B.Z.: Auch in der CDU wird gegen die Chefin revoltiert. Die Zuwanderung berührt ein Kernthema der Union.

Tauber: Es ist ja eben keine geregelte Zuwanderung. Und neben denen, die gleich gehen müssen, weil kein Asylgrund vorliegt, werden andere, sobald es möglich ist, in ihre Heimat zurückkehren. Angeblich wollen 70 Prozent das. Auch das war schon bei den Flüchtlingen vom Balkan ähnlich. Das Thema Innere Sicherheit ist für die CDU immer wichtig. Genau so wichtig ist für uns aber das C. Viele unserer Mitglieder engagieren sich ehrenamtlich für Flüchtlinge. Und immer mehr haben eine Einwanderungsgeschichte. Die CDU ist als Volkspartei so vielfältig, dass sie das ganze Meinungsspektrum in sich trägt. Deshalb weiß Angela Merkel sehr genau um die Stimmung im Land, auch um die Sorgen und Ängste. Sie arbeitet daran, dass am Ende des Tages eine gute Lösung herauskommt. Aber die kann man nicht für übermorgen versprechen.

B.Z.: Die Flüchtlingsfrage polarisiert. Wie wollen Sie die Gesellschaft zusammenhalten?

Tauber: Was mir Sorge bereitet ist die mangelnde Bereitschaft, andere Sichtweisen zu akzeptieren. Zuhören, nachdenken, Kompromisse finden – das ist Demokratie. Die Asylreform ist ein erster Schritt. Aber wir werden noch über weitere Maßnahmen reden müssen, an die wir heute nicht einmal denken. Wir werden auch wieder über unsere Leitkultur reden, an die sich die Neuankömmlinge anpassen müssen. Dazu gehört mehr als das Grundgesetz. Dazu gehören auch Werte.

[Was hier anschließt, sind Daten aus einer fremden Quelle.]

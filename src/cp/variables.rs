//! CP variable handles and linear expressions.
//!
//! Variables are lightweight, copyable indices into a [`super::CpModel`].
//! Booleans are integer variables with domain `[0, 1]`; a [`Lit`] is a
//! boolean variable with a polarity and is how constraints are reified.

use serde::{Deserialize, Serialize};

/// An integer decision variable with a bounded domain.
///
/// Handles are only meaningful for the model that created them.
#[derive(Debug, Clone, Copy, PartialEq, Eq, Hash, Serialize, Deserialize)]
pub struct IntVar(pub(crate) usize);

impl IntVar {
    /// Index of this variable within its model.
    #[inline]
    pub fn index(self) -> usize {
        self.0
    }
}

/// A boolean decision variable (an integer variable with domain `[0, 1]`).
#[derive(Debug, Clone, Copy, PartialEq, Eq, Hash, Serialize, Deserialize)]
pub struct BoolVar(pub(crate) usize);

impl BoolVar {
    /// Index of the underlying integer variable.
    #[inline]
    pub fn index(self) -> usize {
        self.0
    }

    /// The positive literal: true when the variable solves to 1.
    #[inline]
    pub fn lit(self) -> Lit {
        Lit {
            var: self.0,
            positive: true,
        }
    }

    /// The negated literal: true when the variable solves to 0.
    #[inline]
    pub fn negated(self) -> Lit {
        Lit {
            var: self.0,
            positive: false,
        }
    }

    /// View as an integer variable (0 or 1), e.g. for counting sums.
    #[inline]
    pub fn as_int(self) -> IntVar {
        IntVar(self.0)
    }
}

/// A literal: a boolean variable with a polarity.
#[derive(Debug, Clone, Copy, PartialEq, Eq, Hash, Serialize, Deserialize)]
pub struct Lit {
    pub(crate) var: usize,
    pub(crate) positive: bool,
}

impl Lit {
    /// The opposite literal.
    #[inline]
    pub fn negated(self) -> Lit {
        Lit {
            var: self.var,
            positive: !self.positive,
        }
    }
}

/// An integer linear expression: `sum(coeff_i * var_i) + constant`.
///
/// Built incrementally with the chaining methods; most model-building code
/// creates these inline at the `add_*` call site.
///
/// # Example
/// ```
/// use periodize::cp::{CpModel, LinearExpr};
///
/// let mut model = CpModel::new("demo");
/// let x = model.new_int_var(0, 10, "x");
/// let y = model.new_int_var(0, 10, "y");
/// // 2x + 3y - 1
/// let expr = LinearExpr::new().term(x, 2).term(y, 3).offset(-1);
/// model.add_le(expr, 12);
/// ```
#[derive(Debug, Clone, Default)]
pub struct LinearExpr {
    pub(crate) terms: Vec<(i64, usize)>,
    pub(crate) constant: i64,
}

impl LinearExpr {
    /// An empty expression (constant 0).
    pub fn new() -> Self {
        Self::default()
    }

    /// Adds `coeff * var`.
    pub fn term(mut self, var: IntVar, coeff: i64) -> Self {
        self.terms.push((coeff, var.0));
        self
    }

    /// Adds a constant offset.
    pub fn offset(mut self, constant: i64) -> Self {
        self.constant += constant;
        self
    }

    /// Sum of the given variables with coefficient 1.
    pub fn sum(vars: &[IntVar]) -> Self {
        Self {
            terms: vars.iter().map(|v| (1, v.0)).collect(),
            constant: 0,
        }
    }

    /// Sum of boolean variables, useful for counting.
    pub fn bool_sum(vars: &[BoolVar]) -> Self {
        Self {
            terms: vars.iter().map(|v| (1, v.0)).collect(),
            constant: 0,
        }
    }

    /// `self - other`, the form every comparison constraint reduces to.
    pub fn minus(mut self, other: LinearExpr) -> Self {
        for (c, v) in other.terms {
            self.terms.push((-c, v));
        }
        self.constant -= other.constant;
        self
    }
}

impl From<IntVar> for LinearExpr {
    fn from(v: IntVar) -> Self {
        LinearExpr::new().term(v, 1)
    }
}

impl From<BoolVar> for LinearExpr {
    fn from(v: BoolVar) -> Self {
        LinearExpr::new().term(v.as_int(), 1)
    }
}

impl From<i64> for LinearExpr {
    fn from(c: i64) -> Self {
        LinearExpr::new().offset(c)
    }
}

#[cfg(test)]
mod tests {
    use super::*;

    #[test]
    fn test_literal_negation() {
        let b = BoolVar(3);
        let l = b.lit();
        assert!(l.positive);
        assert_eq!(l.negated().var, 3);
        assert!(!l.negated().positive);
        assert_eq!(l.negated().negated(), l);
    }

    #[test]
    fn test_expr_building() {
        let x = IntVar(0);
        let y = IntVar(1);
        let e = LinearExpr::new().term(x, 2).term(y, -1).offset(5);
        assert_eq!(e.terms, vec![(2, 0), (-1, 1)]);
        assert_eq!(e.constant, 5);
    }

    #[test]
    fn test_expr_minus() {
        let x = IntVar(0);
        let y = IntVar(1);
        let e = LinearExpr::from(x).minus(LinearExpr::new().term(y, 3).offset(2));
        assert_eq!(e.terms, vec![(1, 0), (-3, 1)]);
        assert_eq!(e.constant, -2);
    }

    #[test]
    fn test_bool_sum() {
        let bools = [BoolVar(0), BoolVar(1), BoolVar(2)];
        let e = LinearExpr::bool_sum(&bools);
        assert_eq!(e.terms.len(), 3);
        assert!(e.terms.iter().all(|&(c, _)| c == 1));
    }
}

B.Z.: Zur Finanzierung der Herausforderungen haben Sie Steuererhöhungen ausgeschlossen. Neue Schulden wollen Sie nicht machen. Was tun, wenn das Geld ausgeht?

Tauber: Dann müssen wir uns überlegen, welche Priorität wir haben. Manche Dinge kann man nicht planen. Dazu zählt auch die wirtschaftliche Entwicklung. Fest steht: Wir haben die Schuldenbremse im Grundgesetz. Es gibt keine Steuererhöhungen in dieser Legislaturperiode. Daran orientieren wir uns.

B.Z.: Finanzminister Wolfgang Schäuble will anerkannten Asylbewerbern die Hartz-IV-Bezüge kürzen, wenn Sie noch Deutsch lernen müssen. Was sagen Sie?

Tauber: Ich finde es legitim, Anreize zu setzen, um sich anzustrengen und zu integrieren. In den skandinavischen Ländern werden Flüchtlinge für erfolgreiche Integrationsleistungen belohnt. Ein solches Belohnungssystem mit Sozialleistungen zu koppeln, ist eine Überlegung wert.